1. Durante a crise financeira, os Governos adoptaram medidas que, em boa medida, afectaram vultuosos meios financeiros públicos ao sistema bancário com o objectivo de impedir falências e promover a recapitalização de muitas instituições financeiras, também servindo, em alguns casos bem conhecidos, para salvar gestões danosas e fraudulentas.
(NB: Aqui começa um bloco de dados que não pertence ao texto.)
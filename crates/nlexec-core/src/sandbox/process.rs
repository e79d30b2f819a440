//! Local interpreter runtime for hosts without Docker.
//!
//! Isolation is weaker than a container: each run gets a private scratch
//! directory, a cleared environment, an isolated-mode interpreter and rlimits
//! applied by the harness. Network access is refused inside the harness.

use super::harness::{HarnessPayload, ARTIFACT_FILE, HARNESS_FILE, HARNESS_SOURCE, PAYLOAD_FILE};
use super::{RawRun, SandboxHandle, SandboxRuntime};
use crate::core_types::{CodeArtifact, ResourceLimits, SandboxBackend};
use crate::errors::SandboxError;
use async_trait::async_trait;
use std::collections::HashMap;
use std::process::Stdio;
use std::sync::Mutex;
use std::time::Duration;
use tempfile::TempDir;
use tokio::fs;
use tokio::io::{AsyncRead, AsyncReadExt};
use tokio::process::{Child, Command};
use tokio_util::sync::CancellationToken;
use uuid::Uuid;

const MAX_OUTPUT_BYTES: u64 = 1024 * 1024;
const OUTPUT_DRAIN_TIMEOUT: Duration = Duration::from_secs(2);

pub struct ProcessRuntime {
    python_path: String,
    workspaces: Mutex<HashMap<String, TempDir>>,
}

impl ProcessRuntime {
    pub fn new(python_path: String) -> Self {
        Self {
            python_path,
            workspaces: Mutex::new(HashMap::new()),
        }
    }

    /// Sandboxes provisioned and not yet torn down.
    pub fn live_sandboxes(&self) -> usize {
        self.workspaces.lock().map(|w| w.len()).unwrap_or(0)
    }

    fn command(&self, handle: &SandboxHandle) -> Command {
        let mut command = Command::new(&self.python_path);
        command
            .arg("-I")
            .arg("-B")
            .arg(HARNESS_FILE)
            .arg(ARTIFACT_FILE)
            .arg(PAYLOAD_FILE)
            .current_dir(handle.workspace())
            .env_clear()
            .env("HOME", handle.workspace())
            .env("LANG", "C.UTF-8")
            .stdin(Stdio::null())
            .stdout(Stdio::piped())
            .stderr(Stdio::piped())
            .kill_on_drop(true);
        if let Some(path) = std::env::var_os("PATH") {
            command.env("PATH", path);
        }
        command
    }
}

async fn read_capped<R: AsyncRead + Unpin>(reader: Option<R>) -> Vec<u8> {
    let mut buffer = Vec::new();
    let Some(mut reader) = reader else {
        return buffer;
    };
    if let Err(e) = (&mut reader).take(MAX_OUTPUT_BYTES).read_to_end(&mut buffer).await {
        log::debug!("Reading sandbox output failed: {}", e);
    }
    // Keep draining so the child never blocks on a full pipe.
    let _ = tokio::io::copy(&mut reader, &mut tokio::io::sink()).await;
    buffer
}

async fn kill(child: &mut Child) {
    if let Err(e) = child.kill().await {
        log::warn!("Failed to kill sandbox process: {}", e);
    }
}

#[async_trait]
impl SandboxRuntime for ProcessRuntime {
    fn backend(&self) -> SandboxBackend {
        SandboxBackend::Process
    }

    fn needs_rlimits(&self) -> bool {
        cfg!(unix)
    }

    async fn provision(
        &self,
        limits: &ResourceLimits,
        network_enabled: bool,
    ) -> Result<SandboxHandle, SandboxError> {
        let workspace = tempfile::Builder::new().prefix("nlexec-").tempdir()?;
        let id = Uuid::new_v4().to_string();
        let handle = SandboxHandle::new(
            id.clone(),
            SandboxBackend::Process,
            *limits,
            network_enabled,
            workspace.path().to_path_buf(),
        );
        self.workspaces
            .lock()
            .map_err(|_| SandboxError::ProvisionFailed("workspace registry poisoned".to_string()))?
            .insert(id, workspace);
        Ok(handle)
    }

    async fn run(
        &self,
        handle: &SandboxHandle,
        artifact: &CodeArtifact,
        payload: &HarnessPayload,
        cancel: &CancellationToken,
    ) -> Result<RawRun, SandboxError> {
        let workspace = handle.workspace();
        fs::write(workspace.join(HARNESS_FILE), HARNESS_SOURCE).await?;
        fs::write(workspace.join(ARTIFACT_FILE), &artifact.source_text).await?;
        fs::write(workspace.join(PAYLOAD_FILE), serde_json::to_vec(payload)?).await?;

        let mut child = self.command(handle).spawn().map_err(|e| {
            SandboxError::ProvisionFailed(format!("could not start '{}': {}", self.python_path, e))
        })?;
        let stdout_task = tokio::spawn(read_capped(child.stdout.take()));
        let stderr_task = tokio::spawn(read_capped(child.stderr.take()));

        let mut raw = RawRun::default();
        tokio::select! {
            status = child.wait() => {
                let status = status?;
                raw.exit_code = status.code().map(i64::from);
                #[cfg(unix)]
                {
                    use std::os::unix::process::ExitStatusExt;
                    raw.signal = status.signal();
                }
            }
            _ = tokio::time::sleep(handle.limits().wall_clock_timeout) => {
                log::warn!("Sandbox {} hit its wall clock limit; killing", handle.id());
                kill(&mut child).await;
                raw.timed_out = true;
            }
            _ = cancel.cancelled() => {
                log::info!("Sandbox {} cancelled; killing", handle.id());
                kill(&mut child).await;
                raw.cancelled = true;
            }
        }

        let stdout = tokio::time::timeout(OUTPUT_DRAIN_TIMEOUT, stdout_task).await;
        let stderr = tokio::time::timeout(OUTPUT_DRAIN_TIMEOUT, stderr_task).await;
        raw.stdout = String::from_utf8_lossy(&stdout.ok().and_then(|r| r.ok()).unwrap_or_default()).into_owned();
        raw.stderr = String::from_utf8_lossy(&stderr.ok().and_then(|r| r.ok()).unwrap_or_default()).into_owned();
        Ok(raw)
    }

    async fn teardown(&self, handle: SandboxHandle) -> Result<(), SandboxError> {
        let workspace = self
            .workspaces
            .lock()
            .map_err(|_| SandboxError::ProvisionFailed("workspace registry poisoned".to_string()))?
            .remove(handle.id())
            .ok_or_else(|| SandboxError::ForeignHandle(handle.id().to_string()))?;
        workspace.close()?;
        Ok(())
    }
}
Os meios mobilizados para “socorrer” a banca e o sistema financeiro foram, em parte muito importante, disponibilizados pelo Estados, (com graves consequências na degradação e profunda deterioração das respectivas contas públicas), mas também pelos bancos centrais, e em particular pelo Banco Central Europeu (BCE), que também lhes facilitaram significativos meios financeiros com taxas de juro baixíssimos.
Para além dos efeitos negativos nas contas do Estado, esta mobilização de meios públicos para salvar o sistema financeiro teve também como consequência o condicionamento ou limitação drástica do apoio à economia real, (em particular à actividade das micro e pequenas empresas), o abandono ou adiamento de projectos de investimento de natureza pública e, no plano social, a adopção de medidas de contenção ou forte restrição nas despesas e prestações sociais.
Face às consequências económicas e repercussões sociais da crise, muitas foram as propostas para promover “profundas alterações” no sistema e nas regras de regulação e supervisão do sistema financeiro, para “reforçar” a interdependência e a articulação das entidades de supervisão, e até se anunciaram medidas para desarticular a rede imensa de paraísos fiscais. Ouviram-se mesmo discursos de demarcação do neo-liberalismo por parte de muitos dos que, ao longo das últimas décadas, o acarinharam e lhe facilitaram os meios legais e os instrumentos para o seu desenvolvimento. Porém, quase quatro anos depois dos primeiros sinais da crise do subprime, e não obstante as declarações bombásticas e profundamente retóricas proferidas em reuniões do G-20 e em múltiplos Conselhos Europeus, os paraísos fiscais continuam de “boa saúde” e as transferências para essas praças financeiras prosseguem “ao ritmo” de milhares de milhões de euros de evasão fiscal por ano.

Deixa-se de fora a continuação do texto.